Arlian’s Film on Plastic Takes Him to Asia Summit


Byron Bay Public School student Arlian Ecker, aka Plastic Free Boy, will take to the stage again, and this time he will be talking to mayors from around Asia and the Pacific in July as he brings them his message on plastic.

Arlian’s project began as a school assignment in 2017 about the impact of plastic in the oceans, and with his mother’s help, he made the film called Plastic Alarm.

Since then he has become known as the Plastic Free Boy, and has shown his film not only at his own school, but throughout Australia and Europe, showcasing the problems of and solutions for plastic pollution.

At the upcoming 2019 Asia Pacific City Summit and Mayors Forum, Arlian says he hopes to ‘reach mayors and city leaders and influence their decision making towards a sustainable future for future generations’.

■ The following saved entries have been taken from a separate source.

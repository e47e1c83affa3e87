//! A poll-only device made of named registers.
//!
//! Registers never push updates: consumers only see changes when they read, or via
//! the provider's poll cycle. An optional access latency makes every variable
//! "blocking", which moves its I/O onto the provider's worker pool. Faults can be
//! injected per register to exercise error paths.

use std::{collections::HashMap, sync::Arc, thread, time::Duration};

use parking_lot::Mutex;
use thiserror::Error;
use tracing::trace;

use crate::{
    backend::{Access, Backend, PVAlreadyExists, ProcessVariable},
    cell::VersionNumber,
    error::PvError,
    value::PvValue,
};

/// Error raised by a register with an injected fault
#[derive(Debug, Error)]
#[error("Register {register} faulted: {reason}")]
pub struct RegisterFault {
    pub register: String,
    pub reason: String,
}

#[derive(Debug)]
struct Register {
    value: PvValue,
    version: VersionNumber,
    access: Access,
    fault: Option<String>,
}

impl Register {
    fn check_fault(&self, name: &str) -> Result<(), PvError> {
        match &self.fault {
            Some(reason) => Err(PvError::backend(RegisterFault {
                register: name.to_owned(),
                reason: reason.clone(),
            })),
            None => Ok(()),
        }
    }
}

#[derive(Clone, Debug)]
pub struct RegisterDevice {
    name: String,
    registers: Arc<Mutex<HashMap<String, Arc<Mutex<Register>>>>>,
    latency: Option<Duration>,
}

impl RegisterDevice {
    pub fn new(name: &str) -> Self {
        RegisterDevice {
            name: name.to_owned(),
            registers: Default::default(),
            latency: None,
        }
    }

    /// Make every register access take at least this long
    pub fn with_latency(mut self, latency: Duration) -> Self {
        self.latency = Some(latency);
        self
    }

    pub fn add_register(
        &self,
        name: &str,
        initial_value: impl Into<PvValue>,
        access: Access,
    ) -> Result<(), PVAlreadyExists> {
        let mut registers = self.registers.lock();
        if registers.contains_key(name) {
            return Err(PVAlreadyExists(name.to_owned()));
        }
        registers.insert(
            name.to_owned(),
            Arc::new(Mutex::new(Register {
                value: initial_value.into(),
                version: VersionNumber::new(),
                access,
                fault: None,
            })),
        );
        Ok(())
    }

    fn register(&self, name: &str) -> Result<Arc<Mutex<Register>>, PvError> {
        self.registers
            .lock()
            .get(name)
            .cloned()
            .ok_or_else(|| PvError::NotFound(name.to_owned()))
    }

    /// Change a register from the device side, as the hardware would
    pub fn poke(&self, name: &str, value: impl Into<PvValue>) -> Result<VersionNumber, PvError> {
        let register = self.register(name)?;
        let mut register = register.lock();
        let value = value.into().convert_to(register.value.value_type())?;
        if value.len() != register.value.len() {
            return Err(PvError::TypeMismatch(format!(
                "register {name} holds {} elements, got {}",
                register.value.len(),
                value.len()
            )));
        }
        register.value = value;
        register.version = VersionNumber::new();
        Ok(register.version)
    }

    /// Inspect a register without going through a connection
    pub fn peek(&self, name: &str) -> Result<PvValue, PvError> {
        Ok(self.register(name)?.lock().value.clone())
    }

    /// Make every access to a register fail until the fault is cleared with `None`
    pub fn set_fault(&self, name: &str, reason: Option<&str>) -> Result<(), PvError> {
        self.register(name)?.lock().fault = reason.map(str::to_owned);
        Ok(())
    }
}

impl Backend for RegisterDevice {
    fn name(&self) -> &str {
        &self.name
    }

    fn open(&self, pv_name: &str) -> Result<Box<dyn ProcessVariable>, PvError> {
        let register = self.register(pv_name)?;
        let (buffer, version, access) = {
            let inner = register.lock();
            (inner.value.clone(), inner.version, inner.access)
        };
        Ok(Box::new(RegisterVariable {
            name: pv_name.to_owned(),
            register,
            access,
            latency: self.latency,
            buffer,
            version,
        }))
    }
}

pub struct RegisterVariable {
    name: String,
    register: Arc<Mutex<Register>>,
    access: Access,
    latency: Option<Duration>,
    buffer: PvValue,
    version: VersionNumber,
}

impl RegisterVariable {
    fn wait_for_bus(&self) {
        if let Some(latency) = self.latency {
            thread::sleep(latency);
        }
    }
}

impl ProcessVariable for RegisterVariable {
    fn name(&self) -> &str {
        &self.name
    }

    fn is_readable(&self) -> bool {
        self.access.is_readable()
    }

    fn is_writeable(&self) -> bool {
        self.access.is_writeable()
    }

    fn is_blocking(&self) -> bool {
        self.latency.is_some()
    }

    fn read(&mut self) -> Result<(), PvError> {
        self.wait_for_bus();
        let register = self.register.lock();
        register.check_fault(&self.name)?;
        trace!("Register {}: read", self.name);
        self.buffer = register.value.clone();
        self.version = register.version;
        Ok(())
    }

    fn read_non_blocking(&mut self) -> Result<bool, PvError> {
        self.read().map(|_| true)
    }

    fn write(&mut self, version: VersionNumber) -> Result<(), PvError> {
        if !self.access.is_writeable() {
            return Err(PvError::NotWritable);
        }
        self.wait_for_bus();
        let mut register = self.register.lock();
        register.check_fault(&self.name)?;
        trace!("Register {}: write", self.name);
        register.value = self.buffer.clone();
        register.version = version;
        self.version = version;
        Ok(())
    }

    fn buffer(&self) -> &PvValue {
        &self.buffer
    }

    fn buffer_mut(&mut self) -> &mut PvValue {
        &mut self.buffer
    }

    fn version(&self) -> VersionNumber {
        self.version
    }
}

#[cfg(test)]
mod tests {
    use super::*;

    #[test]
    fn registers_are_poll_only() {
        let device = RegisterDevice::new("dev");
        device
            .add_register("ADC0", vec![0u16; 4], Access::Read)
            .unwrap();
        let mut pv = device.open("ADC0").unwrap();
        assert!(pv.ready_signal().is_none());
        assert!(!pv.is_blocking());
        assert_eq!(pv.element_count(), 4);

        let version = device.poke("ADC0", vec![1u16, 2, 3, 4]).unwrap();
        assert!(pv.read_latest().unwrap());
        assert_eq!(pv.buffer(), &PvValue::UInt16(vec![1, 2, 3, 4]));
        assert_eq!(pv.version(), version);
        assert!(matches!(
            pv.write(VersionNumber::new()),
            Err(PvError::NotWritable)
        ));
        assert!(device.poke("ADC0", vec![1u16]).is_err());
        assert!(matches!(device.open("ADC9"), Err(PvError::NotFound(_))));
    }

    #[test]
    fn register_names_are_unique() {
        let device = RegisterDevice::new("dev");
        device.add_register("GAIN", 1u8, Access::ReadWrite).unwrap();
        let Err(PVAlreadyExists(name)) = device.add_register("GAIN", 2u8, Access::Read) else {
            panic!("Expected the second register to be refused");
        };
        assert_eq!(name, "GAIN");
        assert_eq!(device.peek("GAIN").unwrap(), PvValue::UInt8(vec![1]));
    }

    #[test]
    fn injected_faults_are_backend_failures() {
        let device = RegisterDevice::new("dev").with_latency(Duration::from_millis(1));
        device
            .add_register("DAC0", 0.0f64, Access::ReadWrite)
            .unwrap();
        let mut pv = device.open("DAC0").unwrap();
        assert!(pv.is_blocking());
        device.set_fault("DAC0", Some("bus timeout")).unwrap();
        let Err(PvError::BackendFailure(err)) = pv.read() else {
            panic!("Expected a backend failure");
        };
        assert!(err.to_string().contains("bus timeout"));
        device.set_fault("DAC0", None).unwrap();
        *pv.buffer_mut() = PvValue::Float64(vec![2.5]);
        pv.write(VersionNumber::new()).unwrap();
        assert_eq!(device.peek("DAC0").unwrap(), PvValue::Float64(vec![2.5]));
    }
}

The summit and forum will be held in Brisbane July 7 till 10. For more info on the summit and forum visit

Awareness and education

‘I hope with their support to share my film Plastic Alarm in the schools in countries where pollution is a real big problem,’ he said.

‘We need to bring this awareness and education to the kids in schools. From experience, my films really speak to young people as they listen to someone their own age. We are all in this together. The future depends on us kids as much as adults to save our future from the devastating effects of plastic pollution and climate change.

‘I believe we kids can make a big difference.’

Arlian will also be talking at the Youth Sustainability Summit in Ipswich later this year, and has been asked to join a leadership forum being put together by the Alstonville Public School on youth citizenship and activism for sustainability on May 6.

Arlian has recently contacted a number of scientists he wants to interview and is looking for places to film underwater to create more content to engage and empower his peers to take charge of their future environment.

Arlian says he is determined to unite kids on the issues of plastic pollution and climate change.